Levels of SARS-CoV-2 Antibodies Among Fully-Vaccinated Individuals With Delta or Omicron Variant Breakthrough Infections: A Prospective Cohort Study

Abstract

Background: Vaccines based on the Wuhan strain of SARS-CoV-2 are a cornerstone of the global management of the COVID-19 pandemic. However, variants of concern have continuously evolved and may erode previously induced immunity. This study aimed to determine risk of breakthrough infection in a fully vaccinated cohort.

Methods: Participants were enrolled before their first SARS-CoV-2 vaccination and SARS-CoV-2 anti-spike IgG levels were measured after 21–28, 90 and 180 days of follow-up, as well as day -7 and 28 after booster vaccination. Rate of breakthrough infections were ascertained from two weeks after the second vaccine dose, and captured through the Danish National Microbiology database. Poisson regression analysis was used to determine the risk of breakthrough infection at time-updated anti-spike IgG levels after adjustment for age, sex, being health care worker, and time-updated SARS-CoV-2 transmission level.

Findings: Among 6076 participants (median age 64 years, interquartile range 55–75) included in this analysis, breakthrough infections due to the Delta variant were observed in 127 participants and in 363 due to the Omicron variant. The incidence rate ratio (IRR) for breakthrough infection with the Delta variant decreased with higher levels of anti-spike IgG yielding an IRR of 0.28 (95% CI 0·15–0·55) when comparing the highest and lowest quintiles of anti-spike IgG. For the Omicron variant, no significant differences in IRR of breakthrough infection between quintiles of anti-spike IgG was observed. Notably, 1 of 127 (0·8%) SARS-CoV-2 Delta variant and 0 of 336 (0%) Omicron variant breakthrough infections resulted in severe COVID-19.

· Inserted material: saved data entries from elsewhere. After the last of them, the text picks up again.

//! Numeric literal lexing: digit runs with `_` separators, an optional
//! width suffix, and in-place validation that the literal round-trips
//! through its declared width.

use vire_util::Span;

use crate::token::{max_value_for, width_suffix_kind, Token, TokenKind};
use crate::{LexResult, Lexer};

impl<'a> Lexer<'a> {
    /// Consumes a digit run (with `_` separators) and an optional
    /// `[iu](8|16|32|64)` width suffix; default is 32-bit signed. Raises
    /// `NumericOutOfRange` if the parsed value doesn't fit the declared
    /// width.
    pub(crate) fn lex_number(&mut self, start: Span) -> LexResult<Token> {
        let mut digits = String::new();
        loop {
            let c = self.cursor.current_char();
            if c.is_ascii_digit() {
                digits.push(c);
                self.cursor.advance();
            } else if c == '_' {
                self.cursor.advance();
            } else {
                break;
            }
        }

        let suffix_start = self.cursor.position();
        while crate::classify::is_ident_continue(self.cursor.current_char()) {
            self.cursor.advance();
        }
        let suffix = self.cursor.slice_from(suffix_start);

        let kind = if suffix.is_empty() {
            TokenKind::Int32L
        } else {
            match width_suffix_kind(suffix) {
                Some(k) => k,
                None => {
                    self.prev_span = self.end_span(start);
                    return Err(self.unexpected(format!("invalid numeric literal suffix '{suffix}'")));
                },
            }
        };

        let value: u64 = match digits.parse() {
            Ok(v) => v,
            Err(_) => {
                self.prev_span = self.end_span(start);
                return Err(self.unexpected("integer literal doesn't fit the given number of bits"));
            },
        };

        if value > max_value_for(kind) {
            self.prev_span = self.end_span(start);
            return Err(self.unexpected("integer literal doesn't fit the given number of bits"));
        }

        let span = self.end_span(start);
        let text = self.cursor.slice_from(start.start).to_string();
        let mut token = Token::new(kind, text, span);
        token.int_value = Some(value);
        Ok(token)
    }
}
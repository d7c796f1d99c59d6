//! Edge case tests for the tokenizer: the scenarios from the component
//! design that don't fit naturally under a single submodule.
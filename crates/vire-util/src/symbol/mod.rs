//! Interned identifiers.
//!
//! See [`interner`] for the actual table; this module just wires it up.

mod interner;

pub use interner::{Symbol, SymbolTable};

Interpretation: We observed a strong association between increasing levels of anti-spike antibodies and reduced risk of breakthrough infections with the Delta but not the Omicron variant. However, despite a high proportion of elderly participants, severe COVID-19 was rare in both Delta and Omicron infections.

Trial Registration Details: The study was approved by the Danish Medicines Agency (Eudra CT number:2020-006003-42).

Funding Information: This study was fully funded by the Danish Ministry of Health (act 150, January 28th 2021).

Declaration of Interests: HN declares participation on advisory board meeting with GSK and MSD. TB declares receipt of unrestricted research or travel grants from GSK, Pfizer, Gilead Sciences, MSD; and being principal investigator on trials conducted by Boehringer Ingelheim, Roche, Novartis, Kancera, Pfizer, MSD and Gilead; Board member on Pentabase, and advisory board member for MSD, Gilead, Pfizer, GSK, Janssen and AstraZeneca; consulting fees from GSK and Pfizer; receiving donation of study drug from Eli Lilly; and receiving honorarium for lectures from GSK, Pfizer, Gilead Sciences, Boehringer Ingelheim, Abbvie and AstraZeneca. NS declares being principal investigator on studies conducted by Pfizer and Gilead. All other authors declare no conflicts of interest.

Ethics Approval Statement: The study was approved by the Ethics Committee of the Central Denmark Region (#1-10-72-337-20). All participants received written and oral information about the study before providing their consent to participate.